La veille de mon retour à Paris, dimanche 31 décembre, tard le soir, depuis la terrasse du 24e étage de l’hôtel Intercontinental, je regarde ma ville qui a somme toute peu changé et qui ne me semble pas prête d’accélérer le rythme. Puis je tourne la tête vers la télé où défilent les vedettes de la semaine qui vient de s’écouler : Ion Iliescu, Petre Roman, etc., accompagnés de toutes sortes de personnalités de l’ancien monde en voie de recyclage et de la multitude d’anonymes promus figurants d’un spectacle télévisuel qui fera le bonheur des médias du monde entier. Sans eux, sans Ion Iliescu, Petre Roman, etc., Ceauşescu serait-il tombé ? L’esprit de Timişoara, où les protestations avaient commencé deux semaines plus tôt, se serait-il propagé dans tout le pays ? Probablement pas. Était-ce une révolution ? Si on en juge par la volonté affichée et l’esprit de sacrifice dont tant de Roumains ont fait preuve en ces journées de décembre : oui. Mais en regardant de plus près les faits et les résultats, on peut conclure au coup d’État. Il serait déplacé d’en vouloir à Ion Iliescu, Petre Roman, etc., d’avoir fait ce que tout le monde voulait, ou de s’offusquer qu’ils aient voulu en recueillir les dividendes et défendre les intérêts du monde de l’ancien régime auquel ils appartenaient. Mais pouvait-on aller plus loin, continuer sur la lancée et les marginaliser ? Là-dessus, un doute subsiste. Les régimes communistes de l’Est n’ont pas été abattus par les opposants de l’intérieur ni par le système concurrent de l’extérieur. Ces régimes ont tout simplement implosé sous leurs propres contradictions, avec le concours d’une partie de leurs cadres dirigeants, ce qui a permis à ces derniers de s’en sortir assez bien. Pour détrôner un « phénomène » comme Ceauşescu et éviter que l’ensemble de l’appareil d’État devienne la cible du mécontentement populaire, il fallait provoquer une situation révolutionnaire. Une fois déclenchée, cette révolution aurait pu aller plus loin, en tout cas certains y ont cru, d’où les déceptions en chaîne qui ont suivi...

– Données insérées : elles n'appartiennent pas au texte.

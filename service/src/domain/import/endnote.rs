use std::sync::LazyLock;

use bibrec_common::{Catalog, identifiers::NewIdentifier, publication::VersionContent};
use regex::Regex;

use crate::domain::xml::XmlElement;

/// Title given to records without a readable title
pub const PLACEHOLDER_TITLE: &str = "[Title not found]";

/// Datasource tag of records imported from EndNote XML
pub const ENDNOTE_DATASOURCE: &str = "endnote";

const DOI_CODE: &str = "doi";

static ISSN_REGEX: LazyLock<Regex> =
    LazyLock::new(|| Regex::new(r"^\d{4}-?\d{3}[\dXx]$").expect("ISSN regex must be valid"));

static YEAR_REGEX: LazyLock<Regex> =
    LazyLock::new(|| Regex::new(r"\d{4}").expect("year regex must be valid"));

/// Draft data extracted from one EndNote record
#[derive(Debug, Clone, PartialEq)]
pub struct ImportedRecord {
    pub content: VersionContent,
    pub identifiers: Vec<NewIdentifier>,
}

/// Maps one `record` element to publication content.
///
/// Never fails: whatever can be read is kept, and a missing title is
/// replaced by [`PLACEHOLDER_TITLE`].
pub fn parse_record(record: XmlElement<'_>, catalog: &dyn Catalog) -> ImportedRecord {
    let mut content = VersionContent {
        title: record
            .value("titles/title")
            .unwrap_or_else(|| PLACEHOLDER_TITLE.to_string()),
        alt_title: record.value("titles/alt-title"),
        abstract_text: record.value("abstract"),
        pubyear: record.value("dates/year").and_then(|year| parse_year(&year)),
        sourcetitle: record
            .value("titles/secondary-title")
            .or_else(|| record.value("periodical/full-title")),
        sourcevolume: record.value("volume"),
        sourceissue: record.value("number"),
        sourcepages: record.value("pages"),
        publisher: record.value("publisher"),
        place: record.value("pub-location"),
        keywords: keywords(record),
        url: record.value("urls//url"),
        publanguage: record.value("language").map(|l| language_code(&l)),
        xml: Some(record.raw().to_string()),
        datasource: Some(ENDNOTE_DATASOURCE.to_string()),
        sourceid: record.value("rec-number"),
        ..Default::default()
    };

    // the isbn field holds ISSNs for periodicals
    if let Some(number) = record.value("isbn") {
        let first = number.split_whitespace().next().unwrap_or_default();
        if ISSN_REGEX.is_match(first) {
            content.issn = Some(number);
        } else {
            content.isbn = Some(number);
        }
    }

    let mut identifiers = Vec::new();
    if let Some(doi) = record.value("electronic-resource-num") {
        if catalog.identifier_code(DOI_CODE).is_some() {
            identifiers.push(NewIdentifier::new(DOI_CODE, doi));
        }
    }

    ImportedRecord {
        content,
        identifiers,
    }
}

fn parse_year(text: &str) -> Option<i32> {
    YEAR_REGEX
        .find(text)
        .and_then(|year| year.as_str().parse().ok())
}

fn keywords(record: XmlElement<'_>) -> Option<String> {
    let keywords = record
        .select("keywords/keyword")
        .iter()
        .map(|k| k.text().trim().to_string())
        .filter(|k| !k.is_empty())
        .collect::<Vec<_>>();
    if keywords.is_empty() {
        None
    } else {
        Some(keywords.join(", "))
    }
}

fn language_code(language: &str) -> String {
    match language.trim().to_lowercase().as_str() {
        "english" | "eng" | "en" => "en".to_string(),
        "swedish" | "svenska" | "swe" | "sv" => "sv".to_string(),
        other => other.to_string(),
    }
}
use crate::domain::repository::RepositoryError;

#[cfg(test)]
pub mod memory;
mod query;
mod repository;
mod rows;
mod schema;

pub use repository::PostgresRepository;

impl From<sqlx::Error> for RepositoryError {
    fn from(value: sqlx::Error) -> Self {
        match &value {
            sqlx::Error::RowNotFound => RepositoryError::NotFound,
            sqlx::Error::Database(e) if e.is_unique_violation() => {
                RepositoryError::UniqueViolation(e.message().to_string())
            }
            sqlx::Error::Database(e) if e.is_foreign_key_violation() || e.is_check_violation() => {
                RepositoryError::ValidationFailed(e.message().to_string())
            }
            _ => RepositoryError::DatabaseError(value.to_string()),
        }
    }
}
use axum::http::StatusCode;

pub mod publications;

// health check handler
pub async fn health_check() -> StatusCode {
    StatusCode::OK
}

La terrasse de l’hôtel vient de se remplir, à l’équipe de l’ONG, qui est au complet, viennent se joindre autant de journalistes, caméramans et autres « missionnaires ». Les discussions sont très animées : « Mais où sont les 60 000 morts, et les charniers, on est venu pour rien !, « Quels roublards ces Roumains ! », « Même en Afrique et au Proche-Orient on n’a pas vu pareille embrouille ! » Je garde mon calme, certains travaillent en free-lance, ont engagé des frais, admettons… Puis vient l’addition. La maison n’accepte pas les francs ni la carte de crédit Visa, seulement des dollars. Les gens protestent, en vain. Un silence embarrassé s’installe. Puis les regards se tournent vers moi, le Roumain. Je sens qu’ils s’attendent à ce pourquoi ils m’ont fait venir, le lien avec les locaux… La tension monte, le personnel du bar se cabre et, comme il se trouve que j’ai des dollars sur moi, je décide de régler l’addition. Dans un élan d’humilité et de gratitude qui m’étonne moi-même, je leur dis avant de nous séparer que j’étais honoré de faire ce geste pour eux qui sont venus de si loin au secours des Roumains, sans aller cependant jusqu’à m’excuser à propos du nombre restreint de morts et de blessés par rapport à l’annonce initiale. Puis, en mon for intérieur, je me dis : « On n’a que la révolution qu’on mérite ! »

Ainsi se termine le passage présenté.